**PROVIDED MATERIAL:**
****************
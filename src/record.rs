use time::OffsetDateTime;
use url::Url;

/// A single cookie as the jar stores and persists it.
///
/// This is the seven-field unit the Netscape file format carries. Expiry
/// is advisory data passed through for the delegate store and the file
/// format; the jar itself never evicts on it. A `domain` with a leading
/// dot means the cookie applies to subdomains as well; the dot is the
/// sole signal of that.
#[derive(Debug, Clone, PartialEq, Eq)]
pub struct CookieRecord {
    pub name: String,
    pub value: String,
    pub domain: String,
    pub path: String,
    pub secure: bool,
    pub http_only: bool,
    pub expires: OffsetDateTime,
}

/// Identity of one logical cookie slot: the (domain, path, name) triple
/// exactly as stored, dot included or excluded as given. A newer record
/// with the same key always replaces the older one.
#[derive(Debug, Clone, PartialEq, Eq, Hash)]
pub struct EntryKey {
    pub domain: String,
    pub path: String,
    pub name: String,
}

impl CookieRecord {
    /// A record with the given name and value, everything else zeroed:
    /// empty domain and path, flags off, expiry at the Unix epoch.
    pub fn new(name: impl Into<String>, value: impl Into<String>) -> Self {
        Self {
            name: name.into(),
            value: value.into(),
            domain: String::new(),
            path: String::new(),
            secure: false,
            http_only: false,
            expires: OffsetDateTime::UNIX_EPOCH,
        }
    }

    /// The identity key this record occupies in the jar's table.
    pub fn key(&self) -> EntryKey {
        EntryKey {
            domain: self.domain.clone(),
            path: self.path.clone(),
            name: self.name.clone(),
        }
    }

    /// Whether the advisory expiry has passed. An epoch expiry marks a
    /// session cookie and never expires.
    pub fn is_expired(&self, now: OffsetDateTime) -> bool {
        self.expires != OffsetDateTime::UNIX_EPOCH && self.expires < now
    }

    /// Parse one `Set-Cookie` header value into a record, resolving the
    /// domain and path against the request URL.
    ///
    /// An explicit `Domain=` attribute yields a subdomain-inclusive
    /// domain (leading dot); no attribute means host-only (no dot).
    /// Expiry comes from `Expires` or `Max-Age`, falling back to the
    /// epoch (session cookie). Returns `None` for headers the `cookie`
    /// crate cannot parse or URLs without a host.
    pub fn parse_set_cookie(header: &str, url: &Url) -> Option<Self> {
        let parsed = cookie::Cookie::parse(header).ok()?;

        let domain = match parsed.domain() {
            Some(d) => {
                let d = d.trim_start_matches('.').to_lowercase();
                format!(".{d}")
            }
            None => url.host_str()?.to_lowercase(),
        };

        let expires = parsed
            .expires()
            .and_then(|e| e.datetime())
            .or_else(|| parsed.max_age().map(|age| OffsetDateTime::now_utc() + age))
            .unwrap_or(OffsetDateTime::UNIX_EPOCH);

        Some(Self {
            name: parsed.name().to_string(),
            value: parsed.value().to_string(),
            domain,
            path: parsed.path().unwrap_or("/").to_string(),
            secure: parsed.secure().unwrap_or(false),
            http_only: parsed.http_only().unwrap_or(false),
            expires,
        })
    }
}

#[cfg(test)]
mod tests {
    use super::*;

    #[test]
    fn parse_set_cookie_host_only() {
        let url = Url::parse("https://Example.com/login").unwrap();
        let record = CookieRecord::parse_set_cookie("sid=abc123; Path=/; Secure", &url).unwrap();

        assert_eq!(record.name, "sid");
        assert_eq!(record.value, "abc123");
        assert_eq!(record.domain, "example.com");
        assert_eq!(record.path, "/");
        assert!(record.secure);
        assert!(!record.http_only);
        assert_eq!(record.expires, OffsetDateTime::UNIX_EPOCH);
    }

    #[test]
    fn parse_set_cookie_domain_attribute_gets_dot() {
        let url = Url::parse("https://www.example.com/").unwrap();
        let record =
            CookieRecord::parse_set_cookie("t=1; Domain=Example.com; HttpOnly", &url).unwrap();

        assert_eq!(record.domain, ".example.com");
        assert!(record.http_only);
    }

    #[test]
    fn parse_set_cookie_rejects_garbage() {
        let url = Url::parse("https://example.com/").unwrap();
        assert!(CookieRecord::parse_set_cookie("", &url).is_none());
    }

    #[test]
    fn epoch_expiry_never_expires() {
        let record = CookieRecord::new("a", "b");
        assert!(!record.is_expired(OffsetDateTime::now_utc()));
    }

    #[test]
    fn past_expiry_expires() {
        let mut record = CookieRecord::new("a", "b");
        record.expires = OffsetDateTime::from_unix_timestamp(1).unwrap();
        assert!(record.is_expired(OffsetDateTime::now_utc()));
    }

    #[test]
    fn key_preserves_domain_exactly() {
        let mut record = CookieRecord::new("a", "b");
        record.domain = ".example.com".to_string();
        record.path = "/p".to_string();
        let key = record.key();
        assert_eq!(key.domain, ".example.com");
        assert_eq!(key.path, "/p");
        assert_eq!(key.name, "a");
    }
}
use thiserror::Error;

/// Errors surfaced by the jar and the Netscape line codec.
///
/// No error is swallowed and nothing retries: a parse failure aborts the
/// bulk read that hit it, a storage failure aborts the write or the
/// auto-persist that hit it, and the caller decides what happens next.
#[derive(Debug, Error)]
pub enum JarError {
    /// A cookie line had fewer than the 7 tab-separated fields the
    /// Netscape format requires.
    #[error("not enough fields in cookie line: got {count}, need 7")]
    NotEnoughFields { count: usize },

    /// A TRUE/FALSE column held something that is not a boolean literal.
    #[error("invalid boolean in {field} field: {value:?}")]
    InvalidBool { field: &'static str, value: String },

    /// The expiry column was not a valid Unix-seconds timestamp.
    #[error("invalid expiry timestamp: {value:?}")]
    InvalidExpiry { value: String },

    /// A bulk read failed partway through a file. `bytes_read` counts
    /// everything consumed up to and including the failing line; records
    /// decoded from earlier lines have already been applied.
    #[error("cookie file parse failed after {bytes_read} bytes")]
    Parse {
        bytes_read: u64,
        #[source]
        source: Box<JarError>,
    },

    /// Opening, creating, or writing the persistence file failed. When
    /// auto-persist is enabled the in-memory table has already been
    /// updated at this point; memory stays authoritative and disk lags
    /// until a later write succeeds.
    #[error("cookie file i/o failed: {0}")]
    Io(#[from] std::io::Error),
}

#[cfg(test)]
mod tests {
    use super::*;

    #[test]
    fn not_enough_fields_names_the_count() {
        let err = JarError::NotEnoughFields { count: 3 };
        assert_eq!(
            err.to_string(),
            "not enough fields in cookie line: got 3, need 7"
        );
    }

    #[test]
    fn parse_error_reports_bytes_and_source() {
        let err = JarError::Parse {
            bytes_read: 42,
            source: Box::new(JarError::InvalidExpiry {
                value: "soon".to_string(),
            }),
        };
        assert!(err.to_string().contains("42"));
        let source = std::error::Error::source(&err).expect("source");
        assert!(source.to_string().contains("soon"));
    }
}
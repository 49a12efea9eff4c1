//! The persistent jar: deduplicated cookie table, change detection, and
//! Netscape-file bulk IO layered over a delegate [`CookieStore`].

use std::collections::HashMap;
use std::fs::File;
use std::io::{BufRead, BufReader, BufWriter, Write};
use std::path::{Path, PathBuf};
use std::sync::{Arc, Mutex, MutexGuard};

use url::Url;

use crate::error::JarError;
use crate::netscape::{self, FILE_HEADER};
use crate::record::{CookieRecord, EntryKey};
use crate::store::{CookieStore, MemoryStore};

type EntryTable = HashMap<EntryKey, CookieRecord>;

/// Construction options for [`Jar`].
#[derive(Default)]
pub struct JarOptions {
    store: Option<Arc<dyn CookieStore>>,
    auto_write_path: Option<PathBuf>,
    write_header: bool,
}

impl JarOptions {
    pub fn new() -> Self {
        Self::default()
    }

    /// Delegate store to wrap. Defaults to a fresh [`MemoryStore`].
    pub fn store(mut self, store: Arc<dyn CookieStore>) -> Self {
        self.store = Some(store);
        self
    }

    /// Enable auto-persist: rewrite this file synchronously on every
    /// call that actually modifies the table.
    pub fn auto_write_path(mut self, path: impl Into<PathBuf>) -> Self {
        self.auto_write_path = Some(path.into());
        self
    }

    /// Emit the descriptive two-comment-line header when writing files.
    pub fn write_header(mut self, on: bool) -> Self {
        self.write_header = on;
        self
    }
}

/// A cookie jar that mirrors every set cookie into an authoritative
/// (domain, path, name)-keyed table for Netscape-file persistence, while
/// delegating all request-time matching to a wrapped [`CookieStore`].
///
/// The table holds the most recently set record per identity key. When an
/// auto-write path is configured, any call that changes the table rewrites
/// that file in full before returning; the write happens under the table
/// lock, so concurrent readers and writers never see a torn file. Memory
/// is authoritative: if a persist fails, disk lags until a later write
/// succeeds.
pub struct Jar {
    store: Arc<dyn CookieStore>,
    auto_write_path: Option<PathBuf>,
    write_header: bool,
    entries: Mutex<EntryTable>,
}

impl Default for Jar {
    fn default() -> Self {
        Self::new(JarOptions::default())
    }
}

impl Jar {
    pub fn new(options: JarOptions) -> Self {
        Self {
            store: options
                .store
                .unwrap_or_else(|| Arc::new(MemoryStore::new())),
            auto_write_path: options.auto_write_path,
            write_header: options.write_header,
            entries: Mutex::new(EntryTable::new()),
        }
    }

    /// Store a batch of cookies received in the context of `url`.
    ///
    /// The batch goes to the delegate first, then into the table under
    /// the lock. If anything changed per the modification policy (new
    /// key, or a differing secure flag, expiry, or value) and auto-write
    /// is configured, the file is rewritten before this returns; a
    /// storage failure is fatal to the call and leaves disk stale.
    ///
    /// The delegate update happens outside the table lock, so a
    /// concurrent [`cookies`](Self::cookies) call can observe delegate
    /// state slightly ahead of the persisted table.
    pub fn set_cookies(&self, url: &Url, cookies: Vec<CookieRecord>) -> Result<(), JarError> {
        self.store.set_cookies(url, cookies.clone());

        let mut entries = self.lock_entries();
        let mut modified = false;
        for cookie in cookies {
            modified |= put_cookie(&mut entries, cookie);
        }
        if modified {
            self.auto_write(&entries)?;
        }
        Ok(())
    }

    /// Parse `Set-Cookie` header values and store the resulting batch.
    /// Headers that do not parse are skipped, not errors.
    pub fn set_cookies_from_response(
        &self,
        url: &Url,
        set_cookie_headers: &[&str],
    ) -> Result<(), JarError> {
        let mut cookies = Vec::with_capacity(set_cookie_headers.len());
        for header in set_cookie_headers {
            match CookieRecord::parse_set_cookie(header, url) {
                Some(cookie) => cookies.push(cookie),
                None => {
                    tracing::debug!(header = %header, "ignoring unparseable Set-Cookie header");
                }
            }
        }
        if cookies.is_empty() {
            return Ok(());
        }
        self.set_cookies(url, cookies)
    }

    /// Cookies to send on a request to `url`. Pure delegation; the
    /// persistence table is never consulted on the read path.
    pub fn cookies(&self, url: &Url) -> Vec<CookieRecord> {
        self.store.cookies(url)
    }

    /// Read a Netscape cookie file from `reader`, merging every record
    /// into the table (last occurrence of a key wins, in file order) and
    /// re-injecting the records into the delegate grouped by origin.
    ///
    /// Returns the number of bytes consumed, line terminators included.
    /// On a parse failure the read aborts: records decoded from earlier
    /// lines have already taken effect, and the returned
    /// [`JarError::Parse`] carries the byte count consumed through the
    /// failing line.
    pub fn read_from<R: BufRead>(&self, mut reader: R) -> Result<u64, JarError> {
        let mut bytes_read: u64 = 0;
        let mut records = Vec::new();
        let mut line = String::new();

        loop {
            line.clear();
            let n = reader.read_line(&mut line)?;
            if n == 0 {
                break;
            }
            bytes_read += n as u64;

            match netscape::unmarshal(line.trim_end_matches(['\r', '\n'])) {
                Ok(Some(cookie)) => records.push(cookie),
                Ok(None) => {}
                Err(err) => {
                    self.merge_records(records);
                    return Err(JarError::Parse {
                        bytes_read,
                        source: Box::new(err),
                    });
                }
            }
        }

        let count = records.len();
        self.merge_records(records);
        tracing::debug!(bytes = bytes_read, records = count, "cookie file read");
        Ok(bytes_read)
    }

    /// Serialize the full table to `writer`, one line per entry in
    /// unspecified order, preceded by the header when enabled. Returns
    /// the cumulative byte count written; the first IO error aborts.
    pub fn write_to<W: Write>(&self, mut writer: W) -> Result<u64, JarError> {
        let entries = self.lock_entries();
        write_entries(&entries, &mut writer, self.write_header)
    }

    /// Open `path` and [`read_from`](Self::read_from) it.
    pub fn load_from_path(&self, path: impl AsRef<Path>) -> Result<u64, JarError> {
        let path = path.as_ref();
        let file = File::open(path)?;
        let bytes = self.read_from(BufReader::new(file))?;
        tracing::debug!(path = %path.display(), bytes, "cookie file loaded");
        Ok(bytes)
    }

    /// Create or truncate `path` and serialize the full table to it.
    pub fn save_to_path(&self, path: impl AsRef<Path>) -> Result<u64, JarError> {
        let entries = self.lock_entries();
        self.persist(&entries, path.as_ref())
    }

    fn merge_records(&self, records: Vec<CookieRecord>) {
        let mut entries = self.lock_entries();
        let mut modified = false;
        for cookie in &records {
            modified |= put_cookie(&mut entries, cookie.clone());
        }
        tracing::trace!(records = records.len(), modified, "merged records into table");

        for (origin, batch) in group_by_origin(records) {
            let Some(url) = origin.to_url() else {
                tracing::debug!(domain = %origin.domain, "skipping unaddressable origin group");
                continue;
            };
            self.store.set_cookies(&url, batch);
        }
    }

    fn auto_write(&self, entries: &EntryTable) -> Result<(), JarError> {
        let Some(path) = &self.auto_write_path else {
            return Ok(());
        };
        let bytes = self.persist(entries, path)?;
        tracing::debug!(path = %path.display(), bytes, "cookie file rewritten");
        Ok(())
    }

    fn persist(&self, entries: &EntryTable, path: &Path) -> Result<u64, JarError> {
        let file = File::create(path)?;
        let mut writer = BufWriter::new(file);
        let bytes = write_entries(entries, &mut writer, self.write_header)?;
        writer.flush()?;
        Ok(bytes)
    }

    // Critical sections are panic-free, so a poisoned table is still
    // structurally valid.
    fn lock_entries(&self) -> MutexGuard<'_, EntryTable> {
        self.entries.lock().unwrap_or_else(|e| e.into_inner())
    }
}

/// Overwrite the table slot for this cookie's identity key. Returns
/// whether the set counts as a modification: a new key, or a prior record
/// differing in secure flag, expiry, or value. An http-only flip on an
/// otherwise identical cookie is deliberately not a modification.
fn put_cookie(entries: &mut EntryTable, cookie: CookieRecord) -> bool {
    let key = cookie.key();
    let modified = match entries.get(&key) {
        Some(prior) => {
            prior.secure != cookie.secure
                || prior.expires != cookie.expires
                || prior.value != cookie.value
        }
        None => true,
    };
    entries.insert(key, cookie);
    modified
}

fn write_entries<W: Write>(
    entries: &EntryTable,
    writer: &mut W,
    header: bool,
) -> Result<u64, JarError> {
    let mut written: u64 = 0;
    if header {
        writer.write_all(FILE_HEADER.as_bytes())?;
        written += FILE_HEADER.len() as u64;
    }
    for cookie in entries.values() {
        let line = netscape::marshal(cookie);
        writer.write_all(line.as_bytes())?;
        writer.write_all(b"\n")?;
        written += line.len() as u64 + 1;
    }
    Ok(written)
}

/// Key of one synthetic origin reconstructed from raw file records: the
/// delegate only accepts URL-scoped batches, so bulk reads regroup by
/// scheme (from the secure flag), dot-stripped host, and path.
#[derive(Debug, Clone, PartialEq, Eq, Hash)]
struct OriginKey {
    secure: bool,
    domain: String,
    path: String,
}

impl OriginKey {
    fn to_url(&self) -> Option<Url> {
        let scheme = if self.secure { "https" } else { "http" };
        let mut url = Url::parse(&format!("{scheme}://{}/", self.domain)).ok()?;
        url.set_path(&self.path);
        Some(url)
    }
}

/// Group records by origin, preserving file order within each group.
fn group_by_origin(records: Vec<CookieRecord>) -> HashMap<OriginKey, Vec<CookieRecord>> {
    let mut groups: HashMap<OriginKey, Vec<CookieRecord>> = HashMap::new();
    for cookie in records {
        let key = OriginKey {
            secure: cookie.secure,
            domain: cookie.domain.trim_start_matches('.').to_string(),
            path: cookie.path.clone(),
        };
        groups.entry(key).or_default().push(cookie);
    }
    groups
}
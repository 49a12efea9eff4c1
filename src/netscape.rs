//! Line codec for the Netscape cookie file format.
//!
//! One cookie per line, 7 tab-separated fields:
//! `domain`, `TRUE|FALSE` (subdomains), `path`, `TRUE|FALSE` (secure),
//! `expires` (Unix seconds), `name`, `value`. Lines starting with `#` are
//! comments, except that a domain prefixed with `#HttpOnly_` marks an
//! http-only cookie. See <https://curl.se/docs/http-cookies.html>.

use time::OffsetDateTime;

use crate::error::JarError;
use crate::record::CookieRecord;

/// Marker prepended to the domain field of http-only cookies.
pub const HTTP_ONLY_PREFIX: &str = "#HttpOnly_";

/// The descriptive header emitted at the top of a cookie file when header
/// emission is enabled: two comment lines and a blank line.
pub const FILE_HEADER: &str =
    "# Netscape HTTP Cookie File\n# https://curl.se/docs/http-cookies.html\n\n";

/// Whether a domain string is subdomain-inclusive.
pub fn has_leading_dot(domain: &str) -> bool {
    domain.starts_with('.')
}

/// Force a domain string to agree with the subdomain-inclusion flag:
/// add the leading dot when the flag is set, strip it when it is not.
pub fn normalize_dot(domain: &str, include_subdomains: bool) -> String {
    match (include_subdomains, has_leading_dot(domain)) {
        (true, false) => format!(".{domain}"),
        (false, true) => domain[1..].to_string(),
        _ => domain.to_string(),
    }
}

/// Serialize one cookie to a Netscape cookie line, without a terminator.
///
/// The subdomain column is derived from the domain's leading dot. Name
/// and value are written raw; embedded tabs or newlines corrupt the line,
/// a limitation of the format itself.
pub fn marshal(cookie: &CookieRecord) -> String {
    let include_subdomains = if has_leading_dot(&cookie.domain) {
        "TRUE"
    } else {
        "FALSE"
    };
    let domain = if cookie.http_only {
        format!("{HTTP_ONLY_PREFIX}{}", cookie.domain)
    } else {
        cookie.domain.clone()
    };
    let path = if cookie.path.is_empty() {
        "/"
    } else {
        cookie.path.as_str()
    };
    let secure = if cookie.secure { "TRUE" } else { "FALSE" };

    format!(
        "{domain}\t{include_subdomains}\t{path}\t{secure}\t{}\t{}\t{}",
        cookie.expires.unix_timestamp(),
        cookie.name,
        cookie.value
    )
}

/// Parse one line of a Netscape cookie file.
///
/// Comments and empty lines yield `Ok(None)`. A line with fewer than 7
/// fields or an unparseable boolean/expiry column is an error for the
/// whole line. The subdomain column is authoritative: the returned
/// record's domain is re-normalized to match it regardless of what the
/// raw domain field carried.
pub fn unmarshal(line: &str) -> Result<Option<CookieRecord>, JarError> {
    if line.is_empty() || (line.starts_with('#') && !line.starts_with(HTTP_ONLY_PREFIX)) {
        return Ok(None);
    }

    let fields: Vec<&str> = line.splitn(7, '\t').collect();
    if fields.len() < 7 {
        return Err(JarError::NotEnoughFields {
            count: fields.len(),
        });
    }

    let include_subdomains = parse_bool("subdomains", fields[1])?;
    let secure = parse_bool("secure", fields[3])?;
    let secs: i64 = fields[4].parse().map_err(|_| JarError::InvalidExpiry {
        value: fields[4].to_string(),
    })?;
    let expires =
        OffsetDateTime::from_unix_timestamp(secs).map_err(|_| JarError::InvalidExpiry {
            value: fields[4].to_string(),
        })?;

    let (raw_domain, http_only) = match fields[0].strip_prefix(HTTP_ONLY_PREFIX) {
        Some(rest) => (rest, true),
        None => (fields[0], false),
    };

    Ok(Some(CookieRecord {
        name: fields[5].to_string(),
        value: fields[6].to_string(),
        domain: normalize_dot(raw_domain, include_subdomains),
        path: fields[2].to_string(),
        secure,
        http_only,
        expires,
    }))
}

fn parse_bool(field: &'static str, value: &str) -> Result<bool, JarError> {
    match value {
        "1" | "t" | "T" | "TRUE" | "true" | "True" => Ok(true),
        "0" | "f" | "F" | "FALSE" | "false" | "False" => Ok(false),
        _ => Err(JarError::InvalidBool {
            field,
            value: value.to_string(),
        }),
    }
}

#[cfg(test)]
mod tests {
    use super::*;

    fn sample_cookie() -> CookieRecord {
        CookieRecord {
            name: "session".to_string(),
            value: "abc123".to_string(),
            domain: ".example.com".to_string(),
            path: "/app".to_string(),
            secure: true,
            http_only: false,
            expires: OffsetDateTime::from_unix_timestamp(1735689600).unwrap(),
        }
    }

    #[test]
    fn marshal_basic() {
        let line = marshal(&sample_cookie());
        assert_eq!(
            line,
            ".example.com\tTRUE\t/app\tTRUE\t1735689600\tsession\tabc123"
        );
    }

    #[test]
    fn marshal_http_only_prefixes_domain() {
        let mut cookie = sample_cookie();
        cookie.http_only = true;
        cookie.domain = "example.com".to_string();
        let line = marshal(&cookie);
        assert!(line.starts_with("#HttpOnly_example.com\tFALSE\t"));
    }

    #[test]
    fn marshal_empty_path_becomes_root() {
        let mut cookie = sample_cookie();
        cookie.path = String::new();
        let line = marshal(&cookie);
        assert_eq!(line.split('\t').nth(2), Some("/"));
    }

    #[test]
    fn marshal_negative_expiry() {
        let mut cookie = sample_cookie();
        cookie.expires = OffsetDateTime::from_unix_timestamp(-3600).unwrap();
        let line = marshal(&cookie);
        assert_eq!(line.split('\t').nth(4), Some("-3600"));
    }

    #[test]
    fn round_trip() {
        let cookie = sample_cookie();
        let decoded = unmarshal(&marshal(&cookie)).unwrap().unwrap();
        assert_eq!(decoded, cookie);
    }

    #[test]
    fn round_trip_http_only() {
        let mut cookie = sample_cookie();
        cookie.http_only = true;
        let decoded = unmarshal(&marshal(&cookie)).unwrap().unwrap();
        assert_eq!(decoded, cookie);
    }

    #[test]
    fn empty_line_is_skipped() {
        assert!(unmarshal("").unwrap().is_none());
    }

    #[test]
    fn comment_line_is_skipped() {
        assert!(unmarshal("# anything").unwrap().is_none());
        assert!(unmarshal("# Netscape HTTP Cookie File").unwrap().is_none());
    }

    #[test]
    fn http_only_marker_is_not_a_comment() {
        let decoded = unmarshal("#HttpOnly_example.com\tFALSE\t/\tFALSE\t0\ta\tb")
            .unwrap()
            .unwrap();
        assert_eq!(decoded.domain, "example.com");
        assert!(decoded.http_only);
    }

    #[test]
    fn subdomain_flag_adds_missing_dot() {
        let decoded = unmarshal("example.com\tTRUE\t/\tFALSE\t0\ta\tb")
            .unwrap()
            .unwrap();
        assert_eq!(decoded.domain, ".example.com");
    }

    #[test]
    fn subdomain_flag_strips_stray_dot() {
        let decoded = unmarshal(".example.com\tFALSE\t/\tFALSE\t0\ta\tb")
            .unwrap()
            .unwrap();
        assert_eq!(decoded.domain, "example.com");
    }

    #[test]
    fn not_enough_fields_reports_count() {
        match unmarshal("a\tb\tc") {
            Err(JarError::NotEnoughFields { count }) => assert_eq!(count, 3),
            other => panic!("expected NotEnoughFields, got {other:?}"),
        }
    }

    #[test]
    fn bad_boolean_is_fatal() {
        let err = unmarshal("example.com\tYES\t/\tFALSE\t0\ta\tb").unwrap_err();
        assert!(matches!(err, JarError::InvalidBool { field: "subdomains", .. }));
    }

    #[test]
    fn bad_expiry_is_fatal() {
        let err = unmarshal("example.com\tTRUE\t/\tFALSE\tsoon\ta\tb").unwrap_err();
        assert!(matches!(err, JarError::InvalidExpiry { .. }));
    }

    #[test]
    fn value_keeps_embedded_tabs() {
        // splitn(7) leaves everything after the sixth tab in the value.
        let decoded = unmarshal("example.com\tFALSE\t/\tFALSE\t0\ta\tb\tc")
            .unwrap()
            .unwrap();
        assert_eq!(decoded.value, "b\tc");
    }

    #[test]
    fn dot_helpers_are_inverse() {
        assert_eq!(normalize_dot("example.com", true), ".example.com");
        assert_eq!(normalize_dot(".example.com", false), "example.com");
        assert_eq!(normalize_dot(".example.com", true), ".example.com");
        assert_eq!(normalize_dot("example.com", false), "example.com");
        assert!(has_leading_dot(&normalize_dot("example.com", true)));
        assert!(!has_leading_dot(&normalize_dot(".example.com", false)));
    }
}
****************
Once you have checked the entries above, say how many lines include the word "scheme", and nothing beyond the number.

**TASK RESULT:**
3